Should-Read: It was always just dingbat kabuki all the way down:
Joe Barton: Representative, R-TX: “[Asked by] reporters… why, after Republicans had held dozens of nearly-unanimous votes to repeal ObamaCare…
… under President Obama, they were getting cold feet now that they control the levers of power. “Sometimes you’re playing Fantasy Football and sometimes you’re in the real world”, [Rep. Joe Barton R-TX] admitted. “We knew the president, if we could get a repeat bill to his desk, it would almost certainly be vetoed. This time we knew if it got to the president’s desk it would be signed.”
It has, as far as the Republican congressional caucus is concerned, always been dingbat kabuki–at least, ever since Gingrich’s revolt against George H.W. Bush at the start of the 1990s, if not ever since the passage of the Reagan “none of us really understands what’s going on with all these numbers” tax cut in 1981.
David Brooks: “Any large vision…
…was beyond the drafters of this legislation…. They were more concerned with what this internal faction…. In 24 hours of ugly machinations, the Trump administration was willing to rip out big elements of the bill and insert big new ones, without regard to substance or ramification. House members were rushed to commit to legislation even while major pieces of it were still in flux… when the Congressional Budget Office had no time to score it, when the effect on health outcomes of actual Americans was an absolute mystery….

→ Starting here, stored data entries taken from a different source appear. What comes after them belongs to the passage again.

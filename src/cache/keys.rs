//! Cache key definitions.
//!
//! A `QueryKey` identifies one cache slot. Equality is structural: two
//! keys address the same slot iff they compare equal.

use serde::Serialize;

use crate::domain::chat::ThreadId;

/// Structural identity of a cached resource.
#[derive(Debug, Clone, PartialEq, Eq, Hash, Serialize)]
#[serde(rename_all = "snake_case")]
pub enum QueryKey {
    /// The authenticated session's cart (one logical resource per user).
    Cart,
    /// A support conversation with a server-allocated identity.
    ChatThread(ThreadId),
    /// Provisional slot for a conversation the server has not named yet.
    ChatDraft,
}

impl QueryKey {
    /// Stable textual form used in logs and metrics labels.
    pub fn label(&self) -> String {
        match self {
            QueryKey::Cart => "cart".to_string(),
            QueryKey::ChatThread(id) => format!("chat:{id}"),
            QueryKey::ChatDraft => "chat:draft".to_string(),
        }
    }
}
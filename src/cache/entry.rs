//! Cache entry state.
//!
//! Staleness and forced refetch are deliberately two flags: `stale_after`
//! asks for a background refresh on the next observation, while
//! `refetch_forced` demands an immediate reload (set after a conflict).

use serde::Serialize;
use time::OffsetDateTime;

use crate::domain::cart::CartState;
use crate::domain::chat::ChatThread;

use super::keys::QueryKey;

/// Lifecycle status of a cache slot.
#[derive(Debug, Clone, Copy, PartialEq, Eq, Serialize)]
#[serde(rename_all = "snake_case")]
pub enum QueryStatus {
    Idle,
    Loading,
    Success,
    Error,
}

/// Typed union of values the cache can hold.
#[derive(Debug, Clone, PartialEq, Serialize)]
pub enum CacheValue {
    Cart(CartState),
    Chat(ChatThread),
}

impl CacheValue {
    pub fn as_cart(&self) -> Option<&CartState> {
        match self {
            CacheValue::Cart(cart) => Some(cart),
            CacheValue::Chat(_) => None,
        }
    }

    pub fn as_chat(&self) -> Option<&ChatThread> {
        match self {
            CacheValue::Chat(thread) => Some(thread),
            CacheValue::Cart(_) => None,
        }
    }
}

/// One cache slot: last known value plus freshness bookkeeping.
///
/// Owned exclusively by the cache; domain services never mutate entries
/// directly, only through [`super::QueryCache`] operations.
#[derive(Debug, Clone, PartialEq, Serialize)]
pub struct CacheEntry {
    pub key: QueryKey,
    pub value: Option<CacheValue>,
    pub status: QueryStatus,
    pub updated_at: OffsetDateTime,
    pub stale_after: Option<OffsetDateTime>,
    pub refetch_forced: bool,
}

impl CacheEntry {
    /// A slot that holds nothing; what subscribers observe after a key is
    /// removed.
    pub fn vacant(key: QueryKey) -> Self {
        Self {
            key,
            value: None,
            status: QueryStatus::Idle,
            updated_at: OffsetDateTime::now_utc(),
            stale_after: None,
            refetch_forced: false,
        }
    }

    /// Whether the entry should be refreshed in the background.
    ///
    /// True once the explicit stale marker has passed, or once the entry is
    /// older than the passive horizon.
    pub fn is_stale(&self, now: OffsetDateTime, horizon: std::time::Duration) -> bool {
        if let Some(stale_after) = self.stale_after {
            if now >= stale_after {
                return true;
            }
        }
        now >= self.updated_at + horizon
    }

    pub fn is_loading(&self) -> bool {
        self.status == QueryStatus::Loading
    }
}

This House Republican plan would increase suffering, morbidity and death among the middle class and poor in order to provide tax cuts to the rich. It would cut Medicaid benefits by $880 billion between now and 2026. It would boost the after-tax income for those making more than $1 million a year by 14 percent…. This bill takes the most vicious progressive stereotypes about conservatives and validates them…. This bill has just a 17 percent approval rating….
If we’re going to have the rough edges of a populist revolt, you’d think that at least somebody would be interested in listening to the people. But with this bill the Republican leadership sets an all-time new land speed record for forgetting where you came from…. The Republicans can’t run policy-making from the White House because they have a marketing guy in charge of the factory. But they can’t run policy from Capitol Hill because it’s visionless and internally divided…. The politics driving the substance, not the other way around. The new elite is worse than the old elite—and certainly more vapid.